ABOUT THIS EXERCISE:
Scan the records for the string "inner" and copy every line that holds it.

DATA PROVIDED:
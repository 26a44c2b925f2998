//! Pointer and wrapper comparers.
//!
//! Shared pointers are the only way to build a cyclic graph, so they are the
//! only comparers that consult the [`EqualityContext`]. Equality marks each
//! pointer pair in progress; hashing counts nested references and stops at
//! [`MAX_HASH_DEPTH`](crate::context::MAX_HASH_DEPTH). Every pointer and
//! `Box` descent runs under `ensure_sufficient_stack`, so long chains grow
//! the stack instead of overflowing it.

use std::cell::RefCell;
use std::marker::PhantomData;
use std::rc::{Rc, Weak};
use std::sync::Arc;

use shapeq_stack::ensure_sufficient_stack;

use crate::context::EqualityContext;
use crate::hash::{avalanche, fold, fold_null, CYCLE_SENTINEL, SEED};
use crate::registry::ComparerHandle;

use super::EqualityStrategy;

/// Identity-bearing pointer whose target is compared structurally.
pub trait SharedPointer: 'static {
    type Target: 'static;

    /// Address of the pointee, used as its identity.
    fn address(this: &Self) -> usize;

    fn target(this: &Self) -> &Self::Target;
}

impl<T: 'static> SharedPointer for Rc<T> {
    type Target = T;

    #[inline]
    fn address(this: &Self) -> usize {
        Rc::as_ptr(this) as usize
    }

    #[inline]
    fn target(this: &Self) -> &T {
        this
    }
}

impl<T: 'static> SharedPointer for Arc<T> {
    type Target = T;

    #[inline]
    fn address(this: &Self) -> usize {
        Arc::as_ptr(this) as usize
    }

    #[inline]
    fn target(this: &Self) -> &T {
        this
    }
}

fn equals_shared<P, S>(target: &S, x: &P, y: &P, cx: &mut EqualityContext) -> bool
where
    P: SharedPointer,
    S: EqualityStrategy<P::Target>,
{
    let (left, right) = (P::address(x), P::address(y));
    if left == right {
        return true;
    }
    if !cx.enter(left, right) {
        tracing::trace!(left, right, "cycle reached; pair treated as equal");
        return true;
    }
    let equal = ensure_sufficient_stack(|| target.equals(P::target(x), P::target(y), cx));
    cx.exit(left, right);
    equal
}

fn hash_shared<P, S>(target: &S, x: &P, cx: &mut EqualityContext) -> u64
where
    P: SharedPointer,
    S: EqualityStrategy<P::Target>,
{
    if !cx.enter_hash() {
        return CYCLE_SENTINEL;
    }
    let hash = ensure_sufficient_stack(|| target.hash(P::target(x), cx));
    cx.exit_hash();
    hash
}

/// `Rc`/`Arc` comparer with identity short-circuit and cycle detection.
pub struct ReferenceComparer<P: SharedPointer, S = ComparerHandle<<P as SharedPointer>::Target>> {
    target: S,
    _marker: PhantomData<fn(&P)>,
}

impl<P: SharedPointer, S: EqualityStrategy<P::Target>> ReferenceComparer<P, S> {
    pub fn new(target: S) -> Self {
        Self {
            target,
            _marker: PhantomData,
        }
    }
}

impl<P: SharedPointer, S: EqualityStrategy<P::Target>> EqualityStrategy<P>
    for ReferenceComparer<P, S>
{
    fn equals(&self, x: &P, y: &P, cx: &mut EqualityContext) -> bool {
        equals_shared(&self.target, x, y, cx)
    }

    fn hash(&self, x: &P, cx: &mut EqualityContext) -> u64 {
        hash_shared(&self.target, x, cx)
    }
}

/// `rc::Weak` comparer. A dangling pointer behaves like `None`.
pub struct WeakComparer<T: 'static, S = ComparerHandle<T>> {
    target: S,
    _marker: PhantomData<fn(&T)>,
}

impl<T: 'static, S: EqualityStrategy<T>> WeakComparer<T, S> {
    pub fn new(target: S) -> Self {
        Self {
            target,
            _marker: PhantomData,
        }
    }
}

impl<T: 'static, S: EqualityStrategy<T>> EqualityStrategy<Weak<T>> for WeakComparer<T, S> {
    fn equals(&self, x: &Weak<T>, y: &Weak<T>, cx: &mut EqualityContext) -> bool {
        match (x.upgrade(), y.upgrade()) {
            (Some(x), Some(y)) => equals_shared(&self.target, &x, &y, cx),
            (None, None) => true,
            _ => false,
        }
    }

    fn hash(&self, x: &Weak<T>, cx: &mut EqualityContext) -> u64 {
        match x.upgrade() {
            Some(x) => hash_shared(&self.target, &x, cx),
            None => fold_null(SEED),
        }
    }

    fn fold_into(&self, hash: u64, x: &Weak<T>, cx: &mut EqualityContext) -> u64 {
        match x.upgrade() {
            Some(x) => fold(hash, avalanche(hash_shared(&self.target, &x, cx))),
            None => fold_null(hash),
        }
    }
}

/// `Box` comparer: compares the contents.
///
/// Owned chains such as `Option<Box<Self>>` can be arbitrarily deep, so each
/// descent runs under `ensure_sufficient_stack`.
pub struct BoxComparer<T: 'static, S = ComparerHandle<T>> {
    inner: S,
    _marker: PhantomData<fn(&T)>,
}

impl<T: 'static, S: EqualityStrategy<T>> BoxComparer<T, S> {
    pub fn new(inner: S) -> Self {
        Self {
            inner,
            _marker: PhantomData,
        }
    }
}

impl<T: 'static, S: EqualityStrategy<T>> EqualityStrategy<Box<T>> for BoxComparer<T, S> {
    fn equals(&self, x: &Box<T>, y: &Box<T>, cx: &mut EqualityContext) -> bool {
        ensure_sufficient_stack(|| self.inner.equals(x, y, cx))
    }

    fn hash(&self, x: &Box<T>, cx: &mut EqualityContext) -> u64 {
        ensure_sufficient_stack(|| self.inner.hash(x, cx))
    }

    fn fold_into(&self, hash: u64, x: &Box<T>, cx: &mut EqualityContext) -> u64 {
        ensure_sufficient_stack(|| self.inner.fold_into(hash, x, cx))
    }
}

/// `RefCell` comparer: compares the contents under shared borrows.
///
/// A cell that is mutably borrowed while being compared compares unequal to
/// everything and hashes to the null sentinel.
pub struct RefCellComparer<T: 'static, S = ComparerHandle<T>> {
    inner: S,
    _marker: PhantomData<fn(&T)>,
}

impl<T: 'static, S: EqualityStrategy<T>> RefCellComparer<T, S> {
    pub fn new(inner: S) -> Self {
        Self {
            inner,
            _marker: PhantomData,
        }
    }
}

impl<T: 'static, S: EqualityStrategy<T>> EqualityStrategy<RefCell<T>> for RefCellComparer<T, S> {
    fn equals(&self, x: &RefCell<T>, y: &RefCell<T>, cx: &mut EqualityContext) -> bool {
        if let (Ok(x), Ok(y)) = (x.try_borrow(), y.try_borrow()) {
            self.inner.equals(&x, &y, cx)
        } else {
            tracing::debug!("RefCell mutably borrowed during structural comparison");
            false
        }
    }

    fn hash(&self, x: &RefCell<T>, cx: &mut EqualityContext) -> u64 {
        match x.try_borrow() {
            Ok(x) => self.inner.hash(&x, cx),
            Err(_) => fold_null(SEED),
        }
    }

    fn fold_into(&self, hash: u64, x: &RefCell<T>, cx: &mut EqualityContext) -> u64 {
        match x.try_borrow() {
            Ok(x) => self.inner.fold_into(hash, &x, cx),
            Err(_) => fold_null(hash),
        }
    }
}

EXERCISE RESULT:
    inner: S,
    pub fn new(inner: S) -> Self {
            inner,
        ensure_sufficient_stack(|| self.inner.equals(x, y, cx))
        ensure_sufficient_stack(|| self.inner.hash(x, cx))
        ensure_sufficient_stack(|| self.inner.fold_into(hash, x, cx))
    inner: S,
    pub fn new(inner: S) -> Self {
            inner,
            self.inner.equals(&x, &y, cx)
            Ok(x) => self.inner.hash(&x, cx),
            Ok(x) => self.inner.fold_into(hash, &x, cx),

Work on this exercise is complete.